O velho estava em transe. ORC BUTA BANA... repetiu algumas vezes, antes de cair em si e perceber que eu o estava olhando, meio divertido.
_Até hoje o Machado Sangrento continua aqui_ disse ele_, nesta pequena ilha. Ninguém sabe ao certo, mas a fonte de todo o mal está neste lugar, onde começamos nossa jornada.
Bebi minha caneca de vinho e nada falei.
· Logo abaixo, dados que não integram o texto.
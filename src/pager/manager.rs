//! Stateful paging manager
//! Owns one view's paging state and recomputes the selector window on every change

use crate::pager::types::{PageEvent, PageMarker, PagerConfig, PageWindow};
use crate::pager::window;

/// Paging state for a single rendered list view
///
/// Navigation methods return `Some(PageEvent)` only when state actually
/// changed; invalid or redundant targets are ignored, never faulted.
#[derive(Debug, Clone)]
pub struct PageManager {
    /// Paging configuration
    config: PagerConfig,

    /// Active 1-indexed page
    current_page: usize,

    /// Rows shown per page
    items_per_page: usize,

    /// Total rows across all pages
    total_items: usize,

    /// Selector window for the current state
    window: PageWindow,
}

impl PageManager {
    /// Create a manager with the default configuration
    pub fn new() -> Self {
        Self::with_config(PagerConfig::default())
    }

    /// Create a manager with a custom configuration
    pub fn with_config(config: PagerConfig) -> Self {
        let items_per_page = config.default_page_size.max(1);
        let mut manager = Self {
            config,
            current_page: 1,
            items_per_page,
            total_items: 0,
            window: PageWindow::default(),
        };
        manager.recompute();
        manager
    }

    /// Active 1-indexed page
    pub fn current_page(&self) -> usize {
        self.current_page
    }

    /// Rows shown per page
    pub fn items_per_page(&self) -> usize {
        self.items_per_page
    }

    /// Total rows across all pages
    pub fn total_items(&self) -> usize {
        self.total_items
    }

    /// Total page count for the current state
    pub fn total_pages(&self) -> usize {
        self.window.total_pages
    }

    /// Selector window for the current state
    pub fn window(&self) -> &PageWindow {
        &self.window
    }

    /// Paging configuration
    pub fn config(&self) -> &PagerConfig {
        &self.config
    }

    /// Jump to a page number
    ///
    /// Ignored when the target is below 1, past the last page, or already
    /// the active page. Complexity: O(1).
    pub fn go_to_page(&mut self, target: usize) -> Option<PageEvent> {
        if target < 1 || target > self.window.total_pages || target == self.current_page {
            return None;
        }
        let from = self.current_page;
        self.current_page = target;
        self.recompute();
        Some(PageEvent::PageChanged { from, to: target })
    }

    /// Jump to the page behind a selector marker; ellipsis markers are
    /// placeholders and never navigate
    pub fn go_to(&mut self, marker: PageMarker) -> Option<PageEvent> {
        self.go_to_page(marker.page()?)
    }

    /// Step back one page; no-op on the first page
    pub fn previous_page(&mut self) -> Option<PageEvent> {
        self.go_to_page(self.current_page.saturating_sub(1))
    }

    /// Step forward one page; no-op on the last page
    pub fn next_page(&mut self) -> Option<PageEvent> {
        self.go_to_page(self.current_page + 1)
    }

    /// Jump to the first page
    pub fn first_page(&mut self) -> Option<PageEvent> {
        self.go_to_page(1)
    }

    /// Jump to the last page
    pub fn last_page(&mut self) -> Option<PageEvent> {
        self.go_to_page(self.window.total_pages)
    }

    /// Change the page size and return to the first page
    ///
    /// Always resets to page 1, even when the size is unchanged, so the
    /// view can never be stranded past the new last page. Sizes below 1
    /// are clamped.
    pub fn set_items_per_page(&mut self, size: usize) -> PageEvent {
        self.items_per_page = size.max(1);
        self.current_page = 1;
        self.recompute();
        PageEvent::PageSizeChanged {
            items_per_page: self.items_per_page,
            page: self.current_page,
        }
    }

    /// Apply a new total row count, keeping the active page in range
    ///
    /// A shrinking total silently clamps the active page to the new last
    /// page; no event fires.
    pub fn set_total_items(&mut self, total: usize) {
        self.total_items = total;
        let total_pages = window::total_pages(total, self.items_per_page);
        self.current_page = self.current_page.clamp(1, total_pages.max(1));
        self.recompute();
    }

    /// 1-indexed inclusive row bounds of the active page
    pub fn visible_range(&self) -> (usize, usize) {
        window::visible_range(self.current_page, self.items_per_page, self.total_items)
    }

    /// True when a previous page exists
    pub fn has_previous(&self) -> bool {
        self.current_page > 1
    }

    /// True when a further page exists
    pub fn has_next(&self) -> bool {
        self.current_page < self.window.total_pages
    }

    fn recompute(&mut self) {
        self.window = window::compute_window(self.current_page, self.items_per_page, self.total_items);
    }
}

impl Default for PageManager {
    fn default() -> Self {
        Self::new()
    }
}
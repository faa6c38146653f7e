//! Runs the ingest flow and the sampling flow side by side.

use std::sync::Arc;

use tokio::sync::watch;
use tokio::task::JoinHandle;

use crate::capture::CaptureStream;
use crate::config::{ConfigError, SamplerConfig};
use crate::ingest::{IngestReport, ObservationIngestor};
use crate::observation::SharedObservationState;
use crate::render::FrameReceiver;
use crate::sampler::{SamplerReport, SamplingScheduler};

/// Stops the two flows of a [`Monitor`], together or independently.
#[derive(Clone, Debug)]
pub struct ShutdownHandle {
    ingest: Arc<watch::Sender<bool>>,
    sampling: Arc<watch::Sender<bool>>,
}

impl ShutdownHandle {
    fn new() -> (Self, watch::Receiver<bool>, watch::Receiver<bool>) {
        let (ingest, ingest_rx) = watch::channel(false);
        let (sampling, sampling_rx) = watch::channel(false);
        let handle = Self {
            ingest: Arc::new(ingest),
            sampling: Arc::new(sampling),
        };
        (handle, ingest_rx, sampling_rx)
    }

    /// Stops consuming capture events. Sampling keeps going with the last
    /// known values.
    pub fn stop_ingest(&self) {
        self.ingest.send_replace(true);
    }

    pub fn stop_sampling(&self) {
        self.sampling.send_replace(true);
    }

    pub fn shutdown(&self) {
        self.stop_ingest();
        self.stop_sampling();
    }
}

/// Whatever the two flows returned. A flow that panicked reports `None`.
#[derive(Debug)]
pub struct MonitorReport {
    pub ingest: Option<IngestReport>,
    pub sampler: Option<SamplerReport>,
}

/// A running monitor: one ingest task and one sampling task sharing a single
/// [`SharedObservationState`].
pub struct Monitor {
    frames: FrameReceiver,
    shutdown: ShutdownHandle,
    ingest_task: JoinHandle<IngestReport>,
    sampler_task: JoinHandle<SamplerReport>,
}

impl Monitor {
    /// Spawns both flows on the current tokio runtime.
    ///
    /// Nothing is spawned when `config` is invalid.
    pub fn start(config: SamplerConfig, capture: CaptureStream) -> Result<Self, ConfigError> {
        let state = Arc::new(SharedObservationState::new(config.initial_max_window_size));
        let sampler = SamplingScheduler::new(config, state.clone())?;
        let (shutdown, ingest_rx, sampling_rx) = ShutdownHandle::new();

        let frames = sampler.subscribe();
        let sampler_task = tokio::spawn(sampler.run(sampling_rx));
        let ingest_task = tokio::spawn(ObservationIngestor::new(state).run(capture, ingest_rx));

        Ok(Self {
            frames,
            shutdown,
            ingest_task,
            sampler_task,
        })
    }

    /// New subscription to the per-tick frames.
    pub fn frames(&self) -> FrameReceiver {
        self.frames.clone()
    }

    pub fn shutdown_handle(&self) -> ShutdownHandle {
        self.shutdown.clone()
    }

    pub fn is_ingesting(&self) -> bool {
        !self.ingest_task.is_finished()
    }

    /// Stops both flows and waits for them. In-flight state is discarded.
    pub async fn stop(self) -> MonitorReport {
        self.shutdown.shutdown();
        let ingest = self
            .ingest_task
            .await
            .map_err(|err| tracing::error!(error = %err, "Ingest task failed"))
            .ok();
        let sampler = self
            .sampler_task
            .await
            .map_err(|err| tracing::error!(error = %err, "Sampler task failed"))
            .ok();
        MonitorReport { ingest, sampler }
    }
}
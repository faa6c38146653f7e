//! Boundary with the packet capture facility.
//!
//! The monitor never decodes packets itself. A capture source hands over the
//! already-extracted TCP fields as raw text, exactly as the dissector printed
//! them, and the ingestor decides what is usable.

use std::pin::Pin;

use futures::Stream;
use thiserror::Error;
use tokio::sync::mpsc;

pub mod tshark;

pub use tshark::TsharkCapture;

/// TCP metadata of one captured packet. Each field is independently optional.
#[derive(Debug, Clone, Default, PartialEq, Eq)]
pub struct PacketMetadata {
    /// Raw window size value (`tcp.window_size_value`).
    pub window_size: Option<String>,
    /// Raw ACK round-trip time annotation in seconds (`tcp.analysis.ack_rtt`).
    pub ack_rtt: Option<String>,
}

impl PacketMetadata {
    pub fn new(window_size: Option<&str>, ack_rtt: Option<&str>) -> Self {
        Self {
            window_size: window_size.map(ToOwned::to_owned),
            ack_rtt: ack_rtt.map(ToOwned::to_owned),
        }
    }
}

/// Failures of the capture facility as a whole. Any of these ends ingestion.
#[derive(Debug, Error)]
pub enum CaptureError {
    #[error("capture tool not found: {0}")]
    ToolNotFound(String),

    #[error("failed to start capture: {0}")]
    Spawn(#[source] std::io::Error),

    #[error("capture i/o error: {0}")]
    Io(#[from] std::io::Error),

    #[error("capture process exited: {0}")]
    Exited(String),
}

/// The receiving side of an in-process capture source went away.
#[derive(Debug, Error)]
#[error("capture stream closed")]
pub struct CaptureClosed;

/// Stream of packet events produced by a capture facility.
pub type CaptureStream = Pin<Box<dyn Stream<Item = Result<PacketMetadata, CaptureError>> + Send>>;

/// Sending half of an in-process capture source.
///
/// Lets embedders (and tests) feed packet metadata from their own capture
/// machinery. Dropping every sender ends the stream.
#[derive(Debug, Clone)]
pub struct CaptureSender {
    tx: mpsc::Sender<Result<PacketMetadata, CaptureError>>,
}

impl CaptureSender {
    pub async fn send(&self, packet: PacketMetadata) -> Result<(), CaptureClosed> {
        self.tx.send(Ok(packet)).await.map_err(|_| CaptureClosed)
    }

    /// Reports a fatal capture failure; the ingestor stops once it reads it.
    pub async fn fail(&self, error: CaptureError) {
        if self.tx.send(Err(error)).await.is_err() {
            tracing::debug!("capture stream already closed, dropping failure report");
        }
    }
}

/// Creates an in-process capture source with the given buffer size.
pub fn channel(buffer: usize) -> (CaptureSender, CaptureStream) {
    let (tx, mut rx) = mpsc::channel(buffer);
    let stream = futures::stream::poll_fn(move |cx| rx.poll_recv(cx));
    (CaptureSender { tx }, Box::pin(stream))
}

#[cfg(test)]
mod tests {
    use super::*;
    use futures::StreamExt;

    #[tokio::test]
    async fn channel_delivers_in_order_and_ends_on_drop() -> testresult::TestResult {
        let (tx, mut stream) = channel(8);
        tx.send(PacketMetadata::new(Some("100"), None)).await?;
        tx.send(PacketMetadata::new(None, Some("0.01"))).await?;
        drop(tx);

        let first = stream.next().await.ok_or("missing")??;
        assert_eq!(first.window_size.as_deref(), Some("100"));
        let second = stream.next().await.ok_or("missing")??;
        assert_eq!(second.ack_rtt.as_deref(), Some("0.01"));
        assert!(stream.next().await.is_none());
        Ok(())
    }

    #[tokio::test]
    async fn failure_is_forwarded() {
        let (tx, mut stream) = channel(1);
        tx.fail(CaptureError::Exited("session ended".into())).await;
        assert!(matches!(
            stream.next().await,
            Some(Err(CaptureError::Exited(_)))
        ));
    }
}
Como a refeição estava no fim, decidi ser simpático:
_Como é seu nome, nobre andarilho?
O velho riu um riso amargo:
_A pergunta correta deveria ser como diabos eu sei de tudo isso que lhe relatei, mas ninguém mais sabe fazer os questionamentos certos.
E continuou num monólogo, como se recitasse um mantra ancestral:
_Somente as coisas óbvias parecem atrair a atenção das pessoas e distraí-las de outras que, em situação diversa, seriam absolutamente evidentes.
Decidido a deixar a estalagem naquele momento, agradeceu a refeição e, já na porta, ainda teve tempo de responder:
_Meus inimigos costumavam me chamar de Cavaleiro do Pesadelo. Meus amigos não precisam me chamar, porque estou sempre por perto.